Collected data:
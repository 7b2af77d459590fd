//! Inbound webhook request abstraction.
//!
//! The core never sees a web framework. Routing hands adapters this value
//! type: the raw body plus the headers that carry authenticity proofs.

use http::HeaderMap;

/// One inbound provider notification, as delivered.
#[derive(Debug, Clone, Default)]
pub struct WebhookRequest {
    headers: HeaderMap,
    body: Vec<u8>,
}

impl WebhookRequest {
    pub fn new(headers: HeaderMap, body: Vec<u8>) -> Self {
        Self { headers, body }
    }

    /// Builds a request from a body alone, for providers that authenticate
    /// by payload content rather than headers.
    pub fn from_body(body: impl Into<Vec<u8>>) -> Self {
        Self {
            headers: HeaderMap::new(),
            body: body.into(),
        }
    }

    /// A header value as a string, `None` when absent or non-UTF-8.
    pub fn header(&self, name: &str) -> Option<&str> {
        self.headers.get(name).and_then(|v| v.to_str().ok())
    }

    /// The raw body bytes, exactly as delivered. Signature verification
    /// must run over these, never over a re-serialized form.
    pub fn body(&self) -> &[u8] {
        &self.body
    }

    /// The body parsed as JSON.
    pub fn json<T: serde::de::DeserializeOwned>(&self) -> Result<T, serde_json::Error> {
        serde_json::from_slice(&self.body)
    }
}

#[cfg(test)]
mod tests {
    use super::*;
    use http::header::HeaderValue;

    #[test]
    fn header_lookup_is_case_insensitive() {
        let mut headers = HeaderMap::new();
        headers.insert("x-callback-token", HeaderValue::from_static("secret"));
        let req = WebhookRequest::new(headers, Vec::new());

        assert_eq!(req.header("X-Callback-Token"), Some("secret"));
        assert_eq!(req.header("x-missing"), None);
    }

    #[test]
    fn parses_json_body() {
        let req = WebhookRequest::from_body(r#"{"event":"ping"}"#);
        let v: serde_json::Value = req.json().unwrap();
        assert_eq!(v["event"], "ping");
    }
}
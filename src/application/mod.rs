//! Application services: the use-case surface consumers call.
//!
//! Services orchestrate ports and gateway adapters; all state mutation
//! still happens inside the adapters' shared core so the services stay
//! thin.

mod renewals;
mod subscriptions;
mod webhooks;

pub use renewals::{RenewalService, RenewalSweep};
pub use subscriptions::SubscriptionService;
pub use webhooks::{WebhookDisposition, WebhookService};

* * *

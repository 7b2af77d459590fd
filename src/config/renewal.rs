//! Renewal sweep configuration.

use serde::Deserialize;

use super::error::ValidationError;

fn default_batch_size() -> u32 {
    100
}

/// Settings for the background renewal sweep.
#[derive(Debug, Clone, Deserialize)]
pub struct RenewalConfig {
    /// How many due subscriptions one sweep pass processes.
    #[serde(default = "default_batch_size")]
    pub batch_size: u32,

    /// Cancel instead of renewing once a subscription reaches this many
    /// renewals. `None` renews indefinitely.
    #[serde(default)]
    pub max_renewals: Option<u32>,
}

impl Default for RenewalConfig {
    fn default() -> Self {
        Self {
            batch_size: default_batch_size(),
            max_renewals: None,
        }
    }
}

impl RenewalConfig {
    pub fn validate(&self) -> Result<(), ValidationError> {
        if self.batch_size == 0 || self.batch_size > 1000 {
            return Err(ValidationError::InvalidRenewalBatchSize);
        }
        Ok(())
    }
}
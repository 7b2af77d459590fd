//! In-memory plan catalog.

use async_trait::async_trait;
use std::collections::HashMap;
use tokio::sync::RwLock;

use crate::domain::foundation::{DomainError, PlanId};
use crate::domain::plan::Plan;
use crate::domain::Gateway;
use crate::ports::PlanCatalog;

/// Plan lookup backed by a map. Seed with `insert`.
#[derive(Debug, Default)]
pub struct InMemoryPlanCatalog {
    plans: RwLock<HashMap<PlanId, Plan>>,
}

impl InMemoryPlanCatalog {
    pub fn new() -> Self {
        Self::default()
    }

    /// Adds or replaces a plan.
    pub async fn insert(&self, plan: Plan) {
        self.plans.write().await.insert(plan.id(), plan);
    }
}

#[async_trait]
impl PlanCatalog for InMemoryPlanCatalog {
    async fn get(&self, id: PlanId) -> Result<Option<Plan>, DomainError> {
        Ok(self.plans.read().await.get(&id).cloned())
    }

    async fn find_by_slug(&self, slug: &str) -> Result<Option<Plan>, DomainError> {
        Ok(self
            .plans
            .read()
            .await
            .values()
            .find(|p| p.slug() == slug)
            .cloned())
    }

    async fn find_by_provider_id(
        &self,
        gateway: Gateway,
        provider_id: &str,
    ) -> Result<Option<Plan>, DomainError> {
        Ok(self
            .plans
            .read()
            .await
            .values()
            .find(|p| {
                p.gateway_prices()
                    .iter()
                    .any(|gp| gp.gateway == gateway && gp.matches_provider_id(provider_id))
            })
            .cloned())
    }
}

__EXERCISE DIRECTIONS__. Within the data above, how many lines include the string "None"? Only the number is required.

__RESPONSE AREA__. 4